Matthew Rhys on the Perry Mason Finale, What Happened to His Americans Character, and His Big Columbo Moment

As Perry Mason wraps up its (very good!) first season, Matthew Rhys is hunkered down in a cabin in the Catskills, where the trees are plentiful and wifi is limited. He’s spent isolation up here with his wife, former Americans co-star Keri Russell, and their blended family, mostly “trying to introduce the kids to as much nature as possible.”

If Rhys’s on screen personas veer towards the dark and brooding—his Perry Mason is a hard-boiled, hard-drinking private investigator suffering World War I flashbacks; Phillip Jennings on The Americans was a deadly and deeply conflicted Russian spy—his lively Welsh accent and mop of curls give him the charming air of a bon vivant. (Hosting a wine show, literally called The Wine Show, with actor Matthew Goode certainly doesn’t hurt either.)

GQ chatted with Rhys about the darkest moments from Perry Mason’s first season, what he thinks happened to his Americans character, and that one time he was on the last ever-episode of Columbo.

GQ: So, do you have a go-to pandemic wine?

MR: Yes.

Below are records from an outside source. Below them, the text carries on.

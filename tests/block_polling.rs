//! Integration tests for deduplicated block polling across clients

use std::sync::Arc;
use std::time::Duration;
use thorload::chain::memory::InMemoryChain;
use thorload::client::Client;
use thorload::config::{ClientOptions, FundingConfig};
use thorload::metrics::{CollectingSink, MetricSink, BLOCK, BLOCK_TIME, GAS_USED, TPS};
use thorload::session::{Session, SessionConfig};

fn options() -> ClientOptions {
    ClientOptions {
        accounts: 2,
        ..Default::default()
    }
}

fn session(sink: &Arc<CollectingSink>, config: SessionConfig) -> Session {
    Session::new(config, Arc::clone(sink) as Arc<dyn MetricSink>)
}

#[tokio::test(start_paused = true)]
async fn test_many_clients_report_each_block_once() {
    let chain = Arc::new(InMemoryChain::new("http://localhost:8669"));
    let sink = Arc::new(CollectingSink::new());
    let session = session(&sink, SessionConfig::default());

    let clients: Vec<Client> = (0..8)
        .map(|_| Client::connect(options(), &chain, &session, &FundingConfig::default()).unwrap())
        .collect();
    assert_eq!(session.poller_count(), clients.len());

    tokio::time::sleep(Duration::from_millis(100)).await;
    for _ in 0..3 {
        chain.produce_block();
        tokio::time::sleep(Duration::from_millis(500)).await;
    }
    let reports = session.shutdown().await;

    let blocks: Vec<f64> = sink.samples_of(BLOCK).iter().map(|s| s.value).collect();
    assert_eq!(blocks, vec![1.0, 2.0, 3.0]);

    for group in sink.groups().iter().filter(|g| g.iter().any(|s| s.metric == BLOCK)) {
        let metrics: Vec<_> = group.iter().map(|s| s.metric).collect();
        assert_eq!(metrics, vec![BLOCK, GAS_USED, TPS, BLOCK_TIME]);
        assert_eq!(group[3].tags.get("block_timestamp_diff"), Some("10s"));
    }

    let emitted: u64 = reports.iter().map(|r| r.stats.emitted).sum();
    let duplicates: u64 = reports.iter().map(|r| r.stats.duplicates).sum();
    assert_eq!(emitted, 3);
    assert_eq!(duplicates, 3 * 7);
}

#[tokio::test(start_paused = true)]
async fn test_endpoints_are_deduplicated_separately() {
    let first = Arc::new(InMemoryChain::new("mem://first"));
    let second = Arc::new(InMemoryChain::new("mem://second"));
    let sink = Arc::new(CollectingSink::new());
    let session = session(&sink, SessionConfig::default());

    for chain in [&first, &second] {
        for _ in 0..2 {
            Client::connect(options(), chain, &session, &FundingConfig::default()).unwrap();
        }
    }

    tokio::time::sleep(Duration::from_millis(100)).await;
    first.produce_block();
    second.produce_block();
    tokio::time::sleep(Duration::from_millis(500)).await;
    session.shutdown().await;

    assert_eq!(sink.samples_of(BLOCK).len(), 2);
    assert_eq!(session.registry().endpoint_count(), 2);
}

#[tokio::test(start_paused = true)]
async fn test_more_endpoints_than_limit_still_report_once() {
    let chains: Vec<Arc<InMemoryChain>> = ["mem://a", "mem://b", "mem://c"]
        .into_iter()
        .map(|url| Arc::new(InMemoryChain::new(url)))
        .collect();
    let sink = Arc::new(CollectingSink::new());
    let config = SessionConfig {
        max_endpoints: 2,
        ..Default::default()
    };
    let session = session(&sink, config);

    let mut clients = Vec::new();
    for _ in 0..2 {
        for chain in &chains {
            clients.push(Client::connect(options(), chain, &session, &FundingConfig::default()).unwrap());
        }
    }
    assert_eq!(session.registry().leases("mem://a"), 2);

    tokio::time::sleep(Duration::from_millis(100)).await;
    for chain in &chains {
        chain.produce_block();
    }
    tokio::time::sleep(Duration::from_millis(500)).await;
    let reports = session.shutdown().await;

    let blocks: Vec<f64> = sink.samples_of(BLOCK).iter().map(|s| s.value).collect();
    assert_eq!(blocks, vec![1.0, 1.0, 1.0]);
    let emitted: u64 = reports.iter().map(|r| r.stats.emitted).sum();
    assert_eq!(emitted, 3);
    assert_eq!(session.registry().leases("mem://a"), 0);
}

#[tokio::test(start_paused = true)]
async fn test_shutdown_stops_reporting() {
    let chain = Arc::new(InMemoryChain::new("mem://shutdown"));
    let sink = Arc::new(CollectingSink::new());
    let session = session(&sink, SessionConfig::default());
    let _client = Client::connect(options(), &chain, &session, &FundingConfig::default()).unwrap();

    tokio::time::sleep(Duration::from_millis(100)).await;
    chain.produce_block();
    tokio::time::sleep(Duration::from_millis(500)).await;

    let reports = session.shutdown().await;
    assert_eq!(reports.len(), 1);
    assert_eq!(session.poller_count(), 0);

    chain.produce_block();
    tokio::time::sleep(Duration::from_secs(5)).await;
    assert_eq!(sink.samples_of(BLOCK).len(), 1);
}

#[tokio::test(start_paused = true)]
async fn test_registry_memory_stays_bounded() {
    let chain = Arc::new(InMemoryChain::new("mem://bounded"));
    let sink = Arc::new(CollectingSink::new());
    let config = SessionConfig {
        dedup_window: 4,
        ..Default::default()
    };
    let session = session(&sink, config);
    for _ in 0..3 {
        Client::connect(options(), &chain, &session, &FundingConfig::default()).unwrap();
    }

    tokio::time::sleep(Duration::from_millis(100)).await;
    for _ in 0..20 {
        chain.produce_block();
        tokio::time::sleep(Duration::from_millis(500)).await;
    }
    session.shutdown().await;

    assert_eq!(sink.samples_of(BLOCK).len(), 20);
    assert_eq!(session.registry().tracked("mem://bounded"), 4);
}

#[tokio::test(start_paused = true)]
async fn test_poller_survives_read_outage() {
    let chain = Arc::new(InMemoryChain::new("mem://outage"));
    let sink = Arc::new(CollectingSink::new());
    let session = session(&sink, SessionConfig::default());
    let _client = Client::connect(options(), &chain, &session, &FundingConfig::default()).unwrap();

    tokio::time::sleep(Duration::from_millis(100)).await;
    chain.set_fail_reads(true);
    chain.produce_block();
    chain.produce_block();
    tokio::time::sleep(Duration::from_secs(2)).await;
    assert!(sink.samples_of(BLOCK).is_empty());

    chain.set_fail_reads(false);
    tokio::time::sleep(Duration::from_millis(500)).await;
    let reports = session.shutdown().await;

    // the outage collapses two blocks into one transition
    let blocks: Vec<f64> = sink.samples_of(BLOCK).iter().map(|s| s.value).collect();
    assert_eq!(blocks, vec![2.0]);
    assert_eq!(sink.samples_of(BLOCK_TIME)[0].tags.get("block_timestamp_diff"), Some("20s"));
    assert!(reports[0].stats.read_failures >= 3);
}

There's a Pomerol called De Sales. And we've been drinking it by the case.

Related, what’s the state of the quarantine beard right now?

Pretty bad. It's getting to that point now where it separates and you look like someone who can't take care of yourself. It always amazes me, those men who have beautifully coiffed beards. I appreciate how much work goes into it.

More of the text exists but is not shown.